In "Reputable linguistic "lie detection"?", 12/5/2011, I promised to scrutinize some of the research on linguistic deception detection, focusing especially on the work cited in Anne Eisenberg's 12/3/2011 NYT article "Software that listens for lies". This post is a first installment, looking at the work of David Larcker and Anastasia Zakolyukina ("Detecting Deceptive Discussions in Corporate Conference Calls", Rock Center for Corporate Governance, Working Paper No. 83, July 2010).
[Update: as of 6/5/2019, the working papers version no longer exists, but a version under the same title was published in the Journal of Accounting Research in 2012.]

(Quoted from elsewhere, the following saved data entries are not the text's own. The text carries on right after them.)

pub mod auth;
pub mod recipes;

use serde::{Deserialize, Serialize};
use utoipa::openapi::security::{ApiKey, ApiKeyValue, SecurityScheme};
use utoipa::{IntoParams, OpenApi, ToSchema};

/// Outcome envelope shared by every mutating endpoint
#[derive(Debug, Clone, Serialize, ToSchema)]
pub struct ApiMessage {
    pub success: bool,
    pub message: String,
}

impl ApiMessage {
    pub fn ok(message: &str) -> Self {
        Self {
            success: true,
            message: message.to_string(),
        }
    }
}

/// Query-string side of the `action` selector; the form body may carry it too
#[derive(Debug, Deserialize, IntoParams)]
pub struct ActionQuery {
    pub action: Option<String>,
}

/// The form body takes precedence when both it and the query string carry
/// an action.
pub(crate) fn resolve_action<'a>(body: Option<&'a str>, query: Option<&'a str>) -> &'a str {
    body.or(query).unwrap_or("")
}

/// Generate the complete OpenAPI spec by merging all module specs
pub fn openapi() -> utoipa::openapi::OpenApi {
    // Base spec with shared components and security
    #[derive(OpenApi)]
    #[openapi(components(schemas(ApiMessage)))]
    struct BaseApi;

    let mut spec = BaseApi::openapi();

    // The session rides in a cookie, not an Authorization header
    if let Some(components) = spec.components.as_mut() {
        components.add_security_scheme(
            "session_cookie",
            SecurityScheme::ApiKey(ApiKey::Cookie(ApiKeyValue::new(
                crate::auth::SESSION_COOKIE,
            ))),
        );
    }

    // Merge in each module's spec
    let modules: Vec<utoipa::openapi::OpenApi> =
        vec![auth::ApiDoc::openapi(), recipes::ApiDoc::openapi()];

    for module_spec in modules {
        spec.paths.paths.extend(module_spec.paths.paths);

        if let Some(module_components) = module_spec.components {
            if let Some(spec_components) = spec.components.as_mut() {
                spec_components.schemas.extend(module_components.schemas);
            }
        }
    }

    spec
}

#[cfg(test)]
mod tests {
    use super::*;

    #[test]
    fn body_action_wins_over_query() {
        assert_eq!(resolve_action(Some("update"), Some("create")), "update");
    }

    #[test]
    fn query_action_is_the_fallback() {
        assert_eq!(resolve_action(None, Some("create")), "create");
        assert_eq!(resolve_action(None, None), "");
    }

    #[test]
    fn openapi_spec_includes_both_endpoints() {
        let spec = openapi();
        assert!(spec.paths.paths.contains_key("/auth"));
        assert!(spec.paths.paths.contains_key("/recipes"));
    }
}
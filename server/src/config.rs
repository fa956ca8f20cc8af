use std::env;
use std::fmt::Display;
use std::str::FromStr;

/// Runtime configuration, read once at startup.
#[derive(Debug, Clone)]
pub struct Config {
    pub database_url: String,
    pub bind_addr: String,
    pub session_ttl_days: i64,
}

impl Config {
    pub fn from_env() -> Self {
        let database_url = env::var("DATABASE_URL").expect("DATABASE_URL must be set");
        let bind_addr = env::var("BIND_ADDR").unwrap_or_else(|_| "0.0.0.0:3000".to_string());
        let session_ttl_days = parse_or_default("SESSION_TTL_DAYS", 30);

        Self {
            database_url,
            bind_addr,
            session_ttl_days,
        }
    }
}

fn parse_or_default<T: FromStr + Display>(name: &str, default: T) -> T {
    match env::var(name) {
        Ok(raw) => match raw.parse() {
            Ok(value) => value,
            Err(_) => {
                tracing::warn!("Invalid {}={:?}, using default {}", name, raw, default);
                default
            }
        },
        Err(_) => default,
    }
}
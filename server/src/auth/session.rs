use axum::http::{header, HeaderMap};
use chrono::{DateTime, Duration, Utc};
use std::collections::HashMap;
use std::sync::{Arc, PoisonError, RwLock};

use super::crypto::{generate_token, hash_token};

/// Name of the cookie carrying the raw session token.
pub const SESSION_COOKIE: &str = "larder_session";

/// Identity facts established at login, returned on every lookup.
#[derive(Debug, Clone)]
pub struct Session {
    pub user_id: i32,
    pub username: String,
    pub expires_at: DateTime<Utc>,
}

/// Process-held session store, keyed by the SHA-256 hash of the client
/// token; the raw token exists only in the cookie. Entries expire after
/// the configured TTL and are evicted lazily on lookup.
///
/// This is per-process state: running more than one instance requires
/// swapping in a shared store behind the same methods.
#[derive(Clone)]
pub struct SessionStore {
    inner: Arc<RwLock<HashMap<String, Session>>>,
    ttl: Duration,
}

impl SessionStore {
    pub fn new(ttl_days: i64) -> Self {
        Self {
            inner: Arc::new(RwLock::new(HashMap::new())),
            ttl: Duration::days(ttl_days),
        }
    }

    /// Creates a session for the user and returns the raw token destined
    /// for the cookie. Only the token's hash is retained.
    pub fn create(&self, user_id: i32, username: &str) -> String {
        let token = generate_token();
        let session = Session {
            user_id,
            username: username.to_string(),
            expires_at: Utc::now() + self.ttl,
        };

        self.inner
            .write()
            .unwrap_or_else(PoisonError::into_inner)
            .insert(hash_token(&token), session);

        token
    }

    /// Looks up a live session by raw token. Expired entries are removed
    /// and treated as absent.
    pub fn get(&self, token: &str) -> Option<Session> {
        let key = hash_token(token);

        {
            let sessions = self.inner.read().unwrap_or_else(PoisonError::into_inner);
            match sessions.get(&key) {
                Some(session) if session.expires_at > Utc::now() => {
                    return Some(session.clone())
                }
                Some(_) => {}
                None => return None,
            }
        }

        self.inner
            .write()
            .unwrap_or_else(PoisonError::into_inner)
            .remove(&key);
        None
    }

    /// Removes the session named by the raw token, if any.
    pub fn destroy(&self, token: &str) {
        self.inner
            .write()
            .unwrap_or_else(PoisonError::into_inner)
            .remove(&hash_token(token));
    }

    pub fn ttl(&self) -> Duration {
        self.ttl
    }
}

/// Builds the login Set-Cookie value. HttpOnly keeps the token out of
/// client-side scripts.
pub fn session_cookie(token: &str, ttl: Duration) -> String {
    format!(
        "{}={}; Path=/; HttpOnly; SameSite=Lax; Max-Age={}",
        SESSION_COOKIE,
        token,
        ttl.num_seconds()
    )
}

/// Builds the logout Set-Cookie value, expiring the cookie immediately.
pub fn clear_session_cookie() -> String {
    format!(
        "{}=; Path=/; HttpOnly; SameSite=Lax; Max-Age=0",
        SESSION_COOKIE
    )
}

/// Pulls the raw session token out of the Cookie header, if present.
pub fn token_from_cookies(headers: &HeaderMap) -> Option<String> {
    let cookies = headers.get(header::COOKIE)?.to_str().ok()?;

    cookies.split(';').find_map(|pair| {
        let (name, value) = pair.trim().split_once('=')?;
        (name == SESSION_COOKIE).then(|| value.to_string())
    })
}
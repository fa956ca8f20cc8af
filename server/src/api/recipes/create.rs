use axum::Json;
use diesel::prelude::*;

use super::RecipeForm;
use crate::api::ApiMessage;
use crate::auth::CurrentUser;
use crate::db::{get_conn, DbPool};
use crate::error::ApiError;
use crate::models::NewRecipe;
use crate::schema::recipes;

/// Inserts a recipe owned by the current user. Fields are trimmed but not
/// otherwise validated; an empty title is storable.
pub fn create_recipe(
    pool: &DbPool,
    user: &CurrentUser,
    form: &RecipeForm,
) -> Result<Json<ApiMessage>, ApiError> {
    let new_recipe = NewRecipe {
        user_id: user.user_id,
        title: form.title.as_deref().unwrap_or("").trim(),
        ingredients: form.ingredients.as_deref().unwrap_or("").trim(),
        instructions: form.instructions.as_deref().unwrap_or("").trim(),
    };

    let mut conn = get_conn(pool)?;

    diesel::insert_into(recipes::table)
        .values(&new_recipe)
        .execute(&mut conn)
        .map_err(|e| {
            tracing::error!("Failed to insert recipe: {}", e);
            ApiError::Persistence("Error adding recipe.")
        })?;

    Ok(Json(ApiMessage::ok("Recipe added successfully!")))
}
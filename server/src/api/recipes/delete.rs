use axum::Json;
use diesel::prelude::*;
use serde::Deserialize;
use utoipa::ToSchema;

use crate::api::ApiMessage;
use crate::auth::CurrentUser;
use crate::db::{get_conn, DbPool};
use crate::error::ApiError;
use crate::schema::recipes;

#[derive(Debug, Clone, Deserialize, ToSchema)]
pub struct DeleteForm {
    pub id: Option<String>,
}

/// Removes one owned recipe. An id that matches nothing is reported as a
/// failure, so the second of two identical deletes fails.
pub fn delete_recipe(
    pool: &DbPool,
    user: &CurrentUser,
    form: &DeleteForm,
) -> Result<Json<ApiMessage>, ApiError> {
    let raw_id = match form.id.as_deref().map(str::trim) {
        Some(raw) if !raw.is_empty() => raw,
        _ => return Err(ApiError::Validation("Missing recipe ID.")),
    };
    let id = raw_id.parse::<i32>().unwrap_or(0);

    let mut conn = get_conn(pool)?;

    let deleted = diesel::delete(
        recipes::table
            .filter(recipes::id.eq(id))
            .filter(recipes::user_id.eq(user.user_id)),
    )
    .execute(&mut conn)
    .map_err(|e| {
        tracing::error!("Failed to delete recipe: {}", e);
        ApiError::Persistence("Error deleting recipe.")
    })?;

    if deleted == 0 {
        return Err(ApiError::NotFoundOrNotOwned);
    }

    Ok(Json(ApiMessage::ok("Recipe deleted successfully.")))
}
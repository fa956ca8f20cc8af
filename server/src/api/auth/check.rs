use axum::http::HeaderMap;
use axum::Json;
use serde::Serialize;
use utoipa::ToSchema;

use crate::auth::{token_from_cookies, SessionStore};

#[derive(Debug, Clone, Serialize, ToSchema)]
pub struct CheckResponse {
    pub logged_in: bool,
    pub username: Option<String>,
}

/// Pure read of the session state; never fails.
pub fn check(sessions: &SessionStore, headers: &HeaderMap) -> Json<CheckResponse> {
    let session = token_from_cookies(headers).and_then(|token| sessions.get(&token));

    Json(match session {
        Some(s) => CheckResponse {
            logged_in: true,
            username: Some(s.username),
        },
        None => CheckResponse {
            logged_in: false,
            username: None,
        },
    })
}
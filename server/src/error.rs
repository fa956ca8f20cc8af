use axum::http::StatusCode;
use axum::response::{IntoResponse, Response};
use axum::Json;
use thiserror::Error;

use crate::api::ApiMessage;

/// Failure outcomes the API reports to clients.
///
/// Everything except `Unauthorized` is a normal 200 with `success: false`:
/// these are user-correctable or expected outcomes, not transport errors.
/// `NotFoundOrNotOwned` deliberately covers both a nonexistent id and an id
/// owned by someone else so callers cannot probe for other users' records.
#[derive(Debug, Error, PartialEq, Eq)]
pub enum ApiError {
    #[error("{0}")]
    Validation(&'static str),
    #[error("{0}")]
    Conflict(&'static str),
    #[error("{0}")]
    Auth(&'static str),
    #[error("Unauthorized access. Please log in.")]
    Unauthorized,
    #[error("Recipe not found or you don't own it.")]
    NotFoundOrNotOwned,
    /// Store unreachable or a statement failed; the underlying detail is
    /// logged where it happens and never sent to the client.
    #[error("{0}")]
    Persistence(&'static str),
}

impl IntoResponse for ApiError {
    fn into_response(self) -> Response {
        let status = match self {
            ApiError::Unauthorized => StatusCode::UNAUTHORIZED,
            _ => StatusCode::OK,
        };
        let body = ApiMessage {
            success: false,
            message: self.to_string(),
        };

        (status, Json(body)).into_response()
    }
}
use axum::http::{header, HeaderMap};
use axum::response::{IntoResponse, Response};
use axum::Json;

use crate::api::ApiMessage;
use crate::auth::{clear_session_cookie, token_from_cookies, SessionStore};

/// Destroys whatever session the cookie names and expires the cookie.
/// Succeeds even when no session existed.
pub fn logout(sessions: &SessionStore, headers: &HeaderMap) -> Response {
    if let Some(token) = token_from_cookies(headers) {
        sessions.destroy(&token);
    }

    (
        [(header::SET_COOKIE, clear_session_cookie())],
        Json(ApiMessage::ok("Logged out successfully.")),
    )
        .into_response()
}
//! User permission levels and match strictness

use std::fmt;

use crate::error::{Error, Result};

/// User permission level stored alongside each enrolled fingerprint
///
/// `Fail` is not a level the device stores; it marks a lookup or
/// identification that did not resolve to a user.
#[derive(Debug, Copy, Clone, PartialEq, Eq, Hash)]
pub enum UserLevel {
    Fail,
    Level1,
    Level2,
    Level3,
}

impl UserLevel {
    /// Signed code as documented by the vendor (`-1` for `Fail`)
    pub fn code(self) -> i8 {
        match self {
            Self::Fail => -1,
            Self::Level1 => 1,
            Self::Level2 => 2,
            Self::Level3 => 3,
        }
    }

    /// Byte sent on the wire when enrolling
    ///
    /// `Fail` has no wire form and yields `None`.
    pub fn to_wire(self) -> Option<u8> {
        match self {
            Self::Fail => None,
            Self::Level1 => Some(1),
            Self::Level2 => Some(2),
            Self::Level3 => Some(3),
        }
    }

    /// Check if this is a real permission level
    pub fn is_valid(self) -> bool {
        !matches!(self, Self::Fail)
    }
}

impl TryFrom<u8> for UserLevel {
    type Error = Error;

    fn try_from(value: u8) -> Result<Self> {
        match value {
            1 => Ok(Self::Level1),
            2 => Ok(Self::Level2),
            3 => Ok(Self::Level3),
            _ => Err(Error::Parse(format!("Invalid user level: {}", value))),
        }
    }
}

impl fmt::Display for UserLevel {
    fn fmt(&self, f: &mut fmt::Formatter<'_>) -> fmt::Result {
        match self {
            Self::Fail => write!(f, "FAIL"),
            level => write!(f, "LEVEL{}", level.code()),
        }
    }
}

/// Comparison strictness threshold (0 = loosest, 9 = strictest)
#[derive(Debug, Copy, Clone, PartialEq, Eq, PartialOrd, Ord, Hash)]
pub struct CompareLevel(u8);

impl CompareLevel {
    /// Highest accepted strictness
    pub const MAX: u8 = 9;

    /// Factory setting
    pub const DEFAULT: CompareLevel = CompareLevel(5);

    /// Create a compare level, rejecting values above 9
    pub fn new(level: u8) -> Result<Self> {
        if level > Self::MAX {
            return Err(Error::Validation(format!(
                "Compare level {} out of range (0-{})",
                level,
                Self::MAX
            )));
        }
        Ok(Self(level))
    }

    pub fn value(self) -> u8 {
        self.0
    }
}

impl Default for CompareLevel {
    fn default() -> Self {
        Self::DEFAULT
    }
}

impl TryFrom<u8> for CompareLevel {
    type Error = Error;

    fn try_from(value: u8) -> Result<Self> {
        Self::new(value)
    }
}

impl fmt::Display for CompareLevel {
    fn fmt(&self, f: &mut fmt::Formatter<'_>) -> fmt::Result {
        write!(f, "{}", self.0)
    }
}
//! Protocol constants

/// Marker byte opening and closing every command frame
pub const FRAME_MARKER: u8 = 0xF5;

/// Encoded command frame size (marker, 5-byte payload, checksum, marker)
pub const FRAME_SIZE: usize = 8;

/// Command payload size (opcode plus four parameters)
pub const PAYLOAD_SIZE: usize = 5;

/// Reply size; replies carry no markers or checksum
pub const REPLY_SIZE: usize = 5;

/// Position of the acknowledgement byte inside a reply
pub const ACK_INDEX: usize = 3;

/// Default read timeout (seconds). Enrollment and identification wait for a
/// finger, so this is much longer than a plain UART round trip.
pub const DEFAULT_READ_TIMEOUT: u64 = 10;

/// Default connection timeout for network bridged transports (seconds)
pub const DEFAULT_CONNECT_TIMEOUT: u64 = 5;

/// Third parameter of SetCompareLevel asking the sensor to store the value
pub const PERSIST_SETTING: u8 = 1;
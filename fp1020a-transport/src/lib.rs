//! Transport layer for the FP1020A protocol
//!
//! The sensor speaks over a half-duplex UART. The driver only needs two
//! blocking primitives from whatever carries those bytes: write a frame and
//! read a reply within a deadline.

pub mod error;
pub mod tcp;

pub use error::{Error, Result};
pub use tcp::TcpTransport;

use std::time::Duration;

/// Blocking byte channel to the sensor
///
/// The channel has no request correlation, so it must only ever be driven
/// by one caller at a time.
pub trait Transport: Send {
    /// Send raw bytes, returning how many were accepted
    fn write(&mut self, data: &[u8]) -> Result<usize>;

    /// Wait up to `timeout` for `buf.len()` bytes, returning how many arrived
    fn read(&mut self, buf: &mut [u8], timeout: Duration) -> Result<usize>;

    /// Human-readable endpoint name for logs
    fn describe(&self) -> String;
}

impl<T: Transport + ?Sized> Transport for Box<T> {
    fn write(&mut self, data: &[u8]) -> Result<usize> {
        (**self).write(data)
    }

    fn read(&mut self, buf: &mut [u8], timeout: Duration) -> Result<usize> {
        (**self).read(buf, timeout)
    }

    fn describe(&self) -> String {
        (**self).describe()
    }
}

impl<T: Transport + ?Sized> Transport for &mut T {
    fn write(&mut self, data: &[u8]) -> Result<usize> {
        (**self).write(data)
    }

    fn read(&mut self, buf: &mut [u8], timeout: Duration) -> Result<usize> {
        (**self).read(buf, timeout)
    }

    fn describe(&self) -> String {
        (**self).describe()
    }
}
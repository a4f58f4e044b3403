//! UART line speeds selectable on the sensor

use std::fmt;

/// Baud rate setting
///
/// The discriminants match the byte the sensor uses on the wire. `Unknown`
/// stands for a setting that could not be determined, e.g. when the sensor
/// never answered a baud rate change.
#[derive(Debug, Copy, Clone, PartialEq, Eq, Hash, Default)]
pub enum BaudRate {
    Unknown,
    B9600,
    #[default]
    B19200,
    B38400,
    B57600,
    B115200,
}

impl BaudRate {
    /// Signed code as documented by the vendor (`-1` for `Unknown`)
    pub fn code(self) -> i8 {
        match self {
            Self::Unknown => -1,
            Self::B9600 => 1,
            Self::B19200 => 2,
            Self::B38400 => 3,
            Self::B57600 => 4,
            Self::B115200 => 5,
        }
    }

    /// Byte sent on the wire; `Unknown` has no wire form
    pub fn to_wire(self) -> Option<u8> {
        match self {
            Self::Unknown => None,
            other => Some(other.code() as u8),
        }
    }

    /// Line speed in bits per second for configuring the host UART
    pub fn bits_per_second(self) -> Option<u32> {
        match self {
            Self::Unknown => None,
            Self::B9600 => Some(9_600),
            Self::B19200 => Some(19_200),
            Self::B38400 => Some(38_400),
            Self::B57600 => Some(57_600),
            Self::B115200 => Some(115_200),
        }
    }
}

impl From<u8> for BaudRate {
    fn from(value: u8) -> Self {
        match value {
            1 => Self::B9600,
            2 => Self::B19200,
            3 => Self::B38400,
            4 => Self::B57600,
            5 => Self::B115200,
            _ => Self::Unknown,
        }
    }
}

impl fmt::Display for BaudRate {
    fn fmt(&self, f: &mut fmt::Formatter<'_>) -> fmt::Result {
        match self.bits_per_second() {
            Some(bps) => write!(f, "{} bps", bps),
            None => write!(f, "unknown"),
        }
    }
}
//! Error types for fp1020a-core

/// Result type alias for fp1020a-core operations
pub type Result<T> = std::result::Result<T, Error>;

/// Core protocol errors
#[derive(Debug, thiserror::Error)]
pub enum Error {
    /// Frame has the wrong length
    #[error("Frame size mismatch: expected {expected} bytes, got {actual} bytes")]
    FrameSize {
        expected: usize,
        actual: usize,
    },

    /// Lead or trail marker is not 0xF5
    #[error("Invalid frame marker at byte {position}: 0x{value:02X}")]
    InvalidMarker {
        position: usize,
        value: u8,
    },

    /// Checksum verification failed
    #[error("Checksum mismatch: expected 0x{expected:02X}, received 0x{received:02X}")]
    ChecksumMismatch {
        expected: u8,
        received: u8,
    },

    /// Unknown command code
    #[error("Unknown command code: 0x{0:02X}")]
    UnknownCommand(u8),

    /// Reply awaited for a command the sensor never answers
    #[error("Command 0x{0:02X} has no reply")]
    NoReply(u8),
}
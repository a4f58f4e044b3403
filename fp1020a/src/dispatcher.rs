//! Request/response exchange
//!
//! Every sensor command is one frame out and one fixed-size reply back. The
//! channel carries no correlation id, so a `Dispatcher` must never have two
//! exchanges in flight; `&mut self` on every call enforces that.

use std::time::Duration;

use fp1020a_core::{
    constants::DEFAULT_READ_TIMEOUT, encode, Command, Error as CoreError, Reply, FRAME_SIZE, REPLY_SIZE,
};
use fp1020a_transport::{Error as TransportError, Transport};
use tracing::{debug, trace};

use crate::error::Result;

/// Blocking exchange primitive over a [`Transport`]
pub struct Dispatcher<T> {
    transport: T,
    timeout: Duration,
}

impl<T: Transport> Dispatcher<T> {
    pub fn new(transport: T) -> Self {
        Self {
            transport,
            timeout: Duration::from_secs(DEFAULT_READ_TIMEOUT),
        }
    }

    /// Set reply timeout
    pub fn with_timeout(mut self, timeout: Duration) -> Self {
        self.timeout = timeout;
        self
    }

    pub fn timeout(&self) -> Duration {
        self.timeout
    }

    pub fn transport(&self) -> &T {
        &self.transport
    }

    pub fn transport_mut(&mut self) -> &mut T {
        &mut self.transport
    }

    pub fn into_inner(self) -> T {
        self.transport
    }

    /// Encode and write one command frame
    ///
    /// Fails with a transport error if the write errors or the channel
    /// accepts fewer than 8 bytes.
    pub fn send(&mut self, command: Command, params: [u8; 4]) -> Result<()> {
        let frame = encode(command.into(), params);

        trace!("Sending {}: {}", command, hex::encode(frame));

        let written = self.transport.write(&frame).inspect_err(|e| {
            debug!("Write of {} failed: {}", command, e);
        })?;

        if written < FRAME_SIZE {
            debug!("Short write of {}: {}/{} bytes", command, written, FRAME_SIZE);
            return Err(TransportError::ShortWrite {
                expected: FRAME_SIZE,
                written,
            }
            .into());
        }

        Ok(())
    }

    /// Wait for one 5-byte reply
    ///
    /// Anything shorter than a full reply is treated the same as no reply.
    pub fn recv(&mut self) -> Result<Reply> {
        let mut buf = [0u8; REPLY_SIZE];

        let n = self.transport.read(&mut buf, self.timeout).inspect_err(|e| {
            debug!("Reply read failed: {}", e);
        })?;

        if n < REPLY_SIZE {
            debug!("Short reply: {}", hex::encode(&buf[..n]));
            return Err(TransportError::ShortRead {
                expected: REPLY_SIZE,
                actual: n,
            }
            .into());
        }

        let reply = Reply::new(buf);
        trace!("Received: {:?}", reply);

        Ok(reply)
    }

    /// Send a command and wait for its reply
    ///
    /// Commands the sensor never answers are refused before anything is
    /// written; use [`Dispatcher::send`] for those.
    pub fn exchange(&mut self, command: Command, params: [u8; 4]) -> Result<Reply> {
        if !command.expects_reply() {
            return Err(CoreError::NoReply(command.into()).into());
        }

        self.send(command, params)?;
        self.recv()
    }
}

#[cfg(test)]
mod tests {
    use super::*;
    use crate::error::Error;
    use mockall::mock;
    use pretty_assertions::assert_eq;

    mock! {
        pub Link {}

        impl Transport for Link {
            fn write(&mut self, data: &[u8]) -> fp1020a_transport::Result<usize>;
            fn read(&mut self, buf: &mut [u8], timeout: Duration) -> fp1020a_transport::Result<usize>;
            fn describe(&self) -> String;
        }
    }

    #[test]
    fn test_exchange_writes_frame_and_reads_reply() {
        let mut link = MockLink::new();
        link.expect_write()
            .withf(|data: &[u8]| data == [0xF5, 0x09, 0x00, 0x00, 0x00, 0x00, 0x09, 0xF5])
            .times(1)
            .returning(|data| Ok(data.len()));
        link.expect_read()
            .times(1)
            .returning(|buf, _| {
                buf.copy_from_slice(&[0x09, 0x00, 0x02, 0x00, 0x00]);
                Ok(5)
            });

        let mut dispatcher = Dispatcher::new(link);
        let reply = dispatcher.exchange(Command::UserAmount, [0; 4]).unwrap();

        assert_eq!(reply.value(), 2);
    }

    #[test]
    fn test_recv_uses_configured_timeout() {
        let mut link = MockLink::new();
        link.expect_read()
            .withf(|_, timeout| *timeout == Duration::from_millis(250))
            .times(1)
            .returning(|buf, _| {
                buf.fill(0);
                Ok(buf.len())
            });

        let mut dispatcher = Dispatcher::new(link).with_timeout(Duration::from_millis(250));
        assert!(dispatcher.recv().is_ok());
    }

    #[test]
    fn test_default_timeout_is_ten_seconds() {
        let dispatcher = Dispatcher::new(MockLink::new());
        assert_eq!(dispatcher.timeout(), Duration::from_secs(10));
    }

    #[test]
    fn test_zero_byte_write_is_transport_error() {
        let mut link = MockLink::new();
        link.expect_write().times(1).returning(|_| Ok(0));
        link.expect_read().never();

        let mut dispatcher = Dispatcher::new(link);
        let result = dispatcher.exchange(Command::DeleteAll, [0; 4]);

        assert!(matches!(
            result,
            Err(Error::Transport(TransportError::ShortWrite { expected: 8, written: 0 }))
        ));
    }

    #[test]
    fn test_write_error_skips_read() {
        let mut link = MockLink::new();
        link.expect_write()
            .times(1)
            .returning(|_| Err(TransportError::NotConnected));
        link.expect_read().never();

        let mut dispatcher = Dispatcher::new(link);
        let result = dispatcher.exchange(Command::AuthUser, [0; 4]);

        assert!(matches!(result, Err(Error::Transport(TransportError::NotConnected))));
    }

    #[test]
    fn test_short_reply_is_transport_error() {
        let mut link = MockLink::new();
        link.expect_write().returning(|data| Ok(data.len()));
        link.expect_read().times(1).returning(|buf, _| {
            buf[..3].copy_from_slice(&[0x0C, 0x00, 0x01]);
            Ok(3)
        });

        let mut dispatcher = Dispatcher::new(link);
        let result = dispatcher.exchange(Command::AuthUser, [0; 4]);

        assert!(matches!(
            result,
            Err(Error::Transport(TransportError::ShortRead { expected: 5, actual: 3 }))
        ));
    }

    #[test]
    fn test_exchange_refuses_unanswered_command() {
        let mut link = MockLink::new();
        link.expect_write().never();
        link.expect_read().never();

        let mut dispatcher = Dispatcher::new(link);
        let result = dispatcher.exchange(Command::Sleep, [0; 4]);

        assert!(matches!(result, Err(Error::Core(CoreError::NoReply(0x2C)))));
    }

    #[test]
    fn test_read_timeout_is_transport_error() {
        let mut link = MockLink::new();
        link.expect_write().returning(|data| Ok(data.len()));
        link.expect_read()
            .times(1)
            .returning(|_, _| Err(TransportError::ReadTimeout));

        let mut dispatcher = Dispatcher::new(link);
        let err = dispatcher.exchange(Command::UserAmount, [0; 4]).unwrap_err();

        assert!(err.is_transport());
        assert_eq!(err.ack(), None);
    }
}
//! High-level error types

use fp1020a_core::AckCode;

pub type Result<T> = std::result::Result<T, Error>;

#[derive(Debug, thiserror::Error)]
pub enum Error {
    #[error("Core protocol error: {0}")]
    Core(#[from] fp1020a_core::Error),

    #[error("Transport error: {0}")]
    Transport(#[from] fp1020a_transport::Error),

    #[error("Type error: {0}")]
    Types(#[from] fp1020a_types::Error),

    /// Well-formed reply whose status byte reports something other than success
    #[error("Device reported {0}")]
    Device(AckCode),
}

impl Error {
    /// Check if no usable reply came back from the sensor
    pub fn is_transport(&self) -> bool {
        matches!(self, Self::Transport(_))
    }

    /// Acknowledgement code reported by the sensor, if any
    pub fn ack(&self) -> Option<AckCode> {
        match self {
            Self::Device(ack) => Some(*ack),
            _ => None,
        }
    }
}
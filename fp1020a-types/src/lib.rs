//! Type definitions for fp1020a
//!
//! Plain values exchanged with the sensor: user permission levels, line
//! speeds, enrollment stages and identification results.

pub mod auth_result;
pub mod baud_rate;
pub mod enroll;
pub mod error;
pub mod level;

pub use auth_result::AuthResult;
pub use baud_rate::BaudRate;
pub use enroll::EnrollStage;
pub use error::{Error, Result};
pub use level::{CompareLevel, UserLevel};
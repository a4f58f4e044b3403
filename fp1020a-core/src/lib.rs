//! # fp1020a-core
//!
//! Core protocol implementation for FP1020A fingerprint sensors.
//!
//! This crate provides the low-level protocol primitives:
//! - Frame structure and encoding/decoding
//! - XOR checksum calculation
//! - Command and acknowledgement code definitions
//! - Reply field decoding
//! - Protocol constants

pub mod ack;
pub mod checksum;
pub mod command;
pub mod constants;
pub mod error;
pub mod frame;
pub mod reply;

pub use ack::AckCode;
pub use command::Command;
pub use constants::{FRAME_SIZE, REPLY_SIZE};
pub use error::{Error, Result};
pub use frame::{encode, Frame};
pub use reply::Reply;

Let me start by saying that I think this is a terrific piece of work. The authors identified a large, meaningful, and important body of material to explore; they processed it intelligently in order to lay it out for analysis; they took thoughtful account of the previous literature and added their own relevant hypotheses; their experiments are carefully designed and very clearly reported, without the slightest hint of hype or exaggeration. Furthermore, the details of their experiment and its results provide many useful lessons for anyone interested in linguistic deception detection.
And they did succeed in detecting deception!
They looked at the transcripts of a large number of quarterly-earnings conference calls: 29,663 transcripts, comprising everything available from FactSet Research Systems Inc. for U.S. companies between 2003 and 2007. They automatically analysed these transcripts to eliminate prepared statements and operator instructions, resulting in "a database where we can track the question posed by a speaker and the answer from a corporate representative that follows after a particular question."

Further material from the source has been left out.